Having ordered Sarah into the back of his Vauxhall, which was a rental vehicle, Couzens began his drive – not to a police station, as Sarah presumably expected, but all the way to Kent. In the words of the trial judge, ‘Her state of mind and what she had to endure over a journey of 80 miles and during the final hours of her life, would have been as bleak and agonising as it is possible to imagine.’

The murder

Once they reached Dover, Couzens transferred Sarah from the Vauxhall to his own vehicle, a Seat. During his trial, the prosecution noted that Couzens had probably decided to use a hire car for the initial ‘arrest’ because his own Seat, being ‘filthy and messy’, would have ‘set off alarm bells’ for not looking like the car of a legitimate undercover police officer.

It was now the early hours of 4th March and Couzens was able to carry out the final, horrifying part of his plan: the rape and murder of a woman he had taken completely at random from the streets of London.

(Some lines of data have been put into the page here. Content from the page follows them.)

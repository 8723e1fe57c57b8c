use axum::{extract::State, response::Json};
use tracing::{instrument, warn};

use crate::schemas::{AppState, HealthResponse};

/// Health check endpoint
///
/// Opens the database if no request has done so yet, then pings it.
#[utoipa::path(
    get,
    path = "/health",
    tag = "health",
    responses(
        (status = 200, description = "Service is up; `database` reports the connection state", body = HealthResponse)
    )
)]
#[instrument(skip(state))]
pub async fn health_check(State(state): State<AppState>) -> Json<HealthResponse> {
    let db_status = match state.db.get().await {
        Ok(db) => match db.ping().await {
            Ok(_) => "connected",
            Err(e) => {
                warn!("Database ping failed: {}", e);
                "disconnected"
            }
        },
        Err(e) => {
            warn!("Database unavailable: {}", e);
            "disconnected"
        }
    };

    Json(HealthResponse {
        status: "healthy".to_string(),
        version: env!("CARGO_PKG_VERSION").to_string(),
        database: db_status.to_string(),
    })
}
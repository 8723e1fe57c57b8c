//! Field rules shared by the request bodies.

use std::borrow::Cow;

use model::Category;
use rust_decimal::Decimal;
use validator::ValidationError;

/// Amounts are cents-precise.
pub const MAX_AMOUNT_SCALE: u32 = 2;

fn violation(code: &'static str, message: &'static str) -> ValidationError {
    let mut error = ValidationError::new(code);
    error.message = Some(Cow::Borrowed(message));
    error
}

fn check_scale(amount: &Decimal) -> Result<(), ValidationError> {
    if amount.normalize().scale() > MAX_AMOUNT_SCALE {
        return Err(violation(
            "scale",
            "Amount must have at most two decimal places",
        ));
    }
    Ok(())
}

/// Transaction and budget amounts: strictly positive, at most two decimals.
pub fn validate_positive_amount(amount: &Decimal) -> Result<(), ValidationError> {
    if amount <= &Decimal::ZERO {
        return Err(violation("positive", "Amount must be positive"));
    }
    check_scale(amount)
}

/// Income amounts: zero is allowed.
pub fn validate_non_negative_amount(amount: &Decimal) -> Result<(), ValidationError> {
    if amount < &Decimal::ZERO {
        return Err(violation(
            "non_negative",
            "Amount must be zero or positive",
        ));
    }
    check_scale(amount)
}

/// Budgets only cover spending categories.
pub fn validate_budget_category(category: &Category) -> Result<(), ValidationError> {
    if !category.is_expense() {
        return Err(violation(
            "budget_category",
            "Budgets cannot be set for the Income category",
        ));
    }
    Ok(())
}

After committing the sexual attack, he strangled Sarah with his police belt, exerting pressure for two minutes in order to end her life.

Shortly afterwards, he calmly went to a BP garage for water, apple juice and a sports drink. Later on, he switched back to the Vauxhall and stopped off at a Costa Coffee in Dover to have a hot chocolate and a bakewall tart before returning the vehicle to the car hire depot.

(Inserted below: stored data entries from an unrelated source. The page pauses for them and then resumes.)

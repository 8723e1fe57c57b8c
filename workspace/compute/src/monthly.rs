use chrono::Datelike;
use common::MonthlyTotal;
use model::entities::transaction;
use rust_decimal::Decimal;
use tracing::{debug, instrument};

/// Spending of every month of `year`, January first.
///
/// Always returns twelve entries; months without spending total zero.
/// Income-category transactions are not spending and are skipped.
#[instrument(skip(transactions), fields(num_transactions = transactions.len()))]
pub fn monthly_totals(transactions: &[transaction::Model], year: i32) -> Vec<MonthlyTotal> {
    let mut totals = [Decimal::ZERO; 12];

    for transaction in transactions
        .iter()
        .filter(|t| t.category.is_expense() && t.date.year() == year)
    {
        totals[transaction.date.month0() as usize] += transaction.amount;
    }

    debug!("Computed monthly totals for {}", year);

    totals
        .into_iter()
        .zip(0u32..)
        .map(|(total, month)| MonthlyTotal { month, year, total })
        .collect()
}

#[cfg(test)]
mod tests {
    use super::*;
    use crate::testing::{date, tx};
    use model::Category;

    #[test]
    fn test_single_february_transaction() {
        let transactions = vec![tx(75, date(2024, 2, 14), Category::Shopping)];

        let totals = monthly_totals(&transactions, 2024);

        assert_eq!(totals.len(), 12);
        for (index, entry) in totals.iter().enumerate() {
            assert_eq!(entry.month, index as u32);
            assert_eq!(entry.year, 2024);
            let expected = if index == 1 { Decimal::from(75) } else { Decimal::ZERO };
            assert_eq!(entry.total, expected);
        }
    }

    #[test]
    fn test_skips_income_and_other_years() {
        let transactions = vec![
            tx(100, date(2024, 1, 1), Category::Food),
            tx(5000, date(2024, 1, 2), Category::Income),
            tx(40, date(2023, 12, 31), Category::Food),
            tx(60, date(2025, 1, 1), Category::Food),
            tx(25, date(2024, 12, 31), Category::Other),
        ];

        let totals = monthly_totals(&transactions, 2024);

        assert_eq!(totals[0].total, Decimal::from(100));
        assert_eq!(totals[11].total, Decimal::from(25));
        let sum: Decimal = totals.iter().map(|t| t.total).sum();
        assert_eq!(sum, Decimal::from(125));
    }

    #[test]
    fn test_empty_input_is_zero_filled() {
        let totals = monthly_totals(&[], 2030);
        assert_eq!(totals.len(), 12);
        assert!(totals.iter().all(|t| t.total.is_zero()));
    }

    #[test]
    fn test_decimal_sums_are_exact() {
        let mut a = tx(0, date(2024, 3, 1), Category::Food);
        a.amount = Decimal::new(10, 2);
        let mut b = tx(0, date(2024, 3, 2), Category::Food);
        b.amount = Decimal::new(20, 2);

        let totals = monthly_totals(&[a, b], 2024);
        assert_eq!(totals[2].total, Decimal::new(30, 2));
    }
}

All that was left to do was cover his tracks, which Couzens attempted to do by moving her body to Hoad’s Wood in Kent, where he crammed it inside a refrigerator and set it alight using petrol he purchased from a garage. Her remains were then put in a bag and dumped in a pond.

Investigation

Sarah Everard’s boyfriend, Josh Lowth, raised the alarm with police after she failed to meet him as planned on the day after the abduction. A major investigation was launched, with missing person posters being put up, and appeals made for help.

Sarah’s distraught family put out a statement saying, ‘With every day that goes by we are getting more worried about Sarah. She is always in regular contact with us and with her friends and it is totally out of character for her to disappear like this. We long to see her and want nothing more than for her to be found safe and well.’

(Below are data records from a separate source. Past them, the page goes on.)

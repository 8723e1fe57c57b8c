use thiserror::Error;

/// Error types for the compute module
#[derive(Error, Debug, Clone, PartialEq, Eq)]
pub enum ComputeError {
    /// Month outside 0–11, or a year chrono cannot represent
    #[error("Invalid period: month {month} of {year}")]
    InvalidPeriod { month: u32, year: i32 },
}

/// Type alias for Result with ComputeError
pub type Result<T> = std::result::Result<T, ComputeError>;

Painstaking searches by specialist officers were carried out, including a search of ponds in Clapham Common. However, the crucial clues came courtesy of CCTV and dashcam footage recorded during Sarah’s walk.

Thanks to the images of Sarah and her abductor on Poynders Road, detectives were able to identify the number plate of the Vauxhall hire car. They were then able to use the CCTV network, automatic number plate recognition cameras and mobile phone data to piece together the movements of the car that night. All of this information was enough to lead them to the door of Wayne Couzens, and to recover Sarah’s remains, which were identified using dental records.

Arrest

Arrested at his home in Deal, Kent, on 9th March, Couzens initially denied ever meeting Sarah. He then gave officers a bizarre and elaborate explanation for what had taken place. Sitting meekly on his sofa, his hands cuffed, Couzens told the arresting officers that he was in financial ‘sh*t’ and that he had been ‘leant on’ by a shady Romanian gang to abduct girls on their behalf.

According to Couzens, he had tried to ‘rip off’ an escort working for the gang, and in retaliation they told him if he didn’t procure a girl for them, they would take his wife and two kids. He described driving the girl – Sarah – to a spot in Maidstone where the gang had allegedly turned up and bundled her into their van.

‘I don’t know whether my family’s going to be all right still,’ he told the officers. ‘They threatened to take my family away from me… I’m doing what I can to protect my family, that’s it.’

Conveniently, this gang didn’t call or text Couzens to give their orders, meaning there was no tangible proof of their existence. Instead, they were apparently staking his house out and turning up at his door to threaten and coerce him. Unsurprisingly, detectives were quick to debunk this unlikely yarn.

Trial and Sentencing

In the months that followed, Couzens pled guilty to the kidnapping, rape and murder of Sarah Everard.  

There was a national sense of shock and revulsion, not just over the fact that the perpetrator of such a heinous crime was a Metropolitan Police officer, but also that he’d utilised his position in the commission of the crime – showing Sarah his warrant card, tricking her into thinking she was in trouble, and exploiting the trust she had placed in him as a police officer. Cressida Dick, the Commissioner of the Metropolitan Police, said she felt ‘sickened, angered and devastated’ by the crimes of the killer in her own force.  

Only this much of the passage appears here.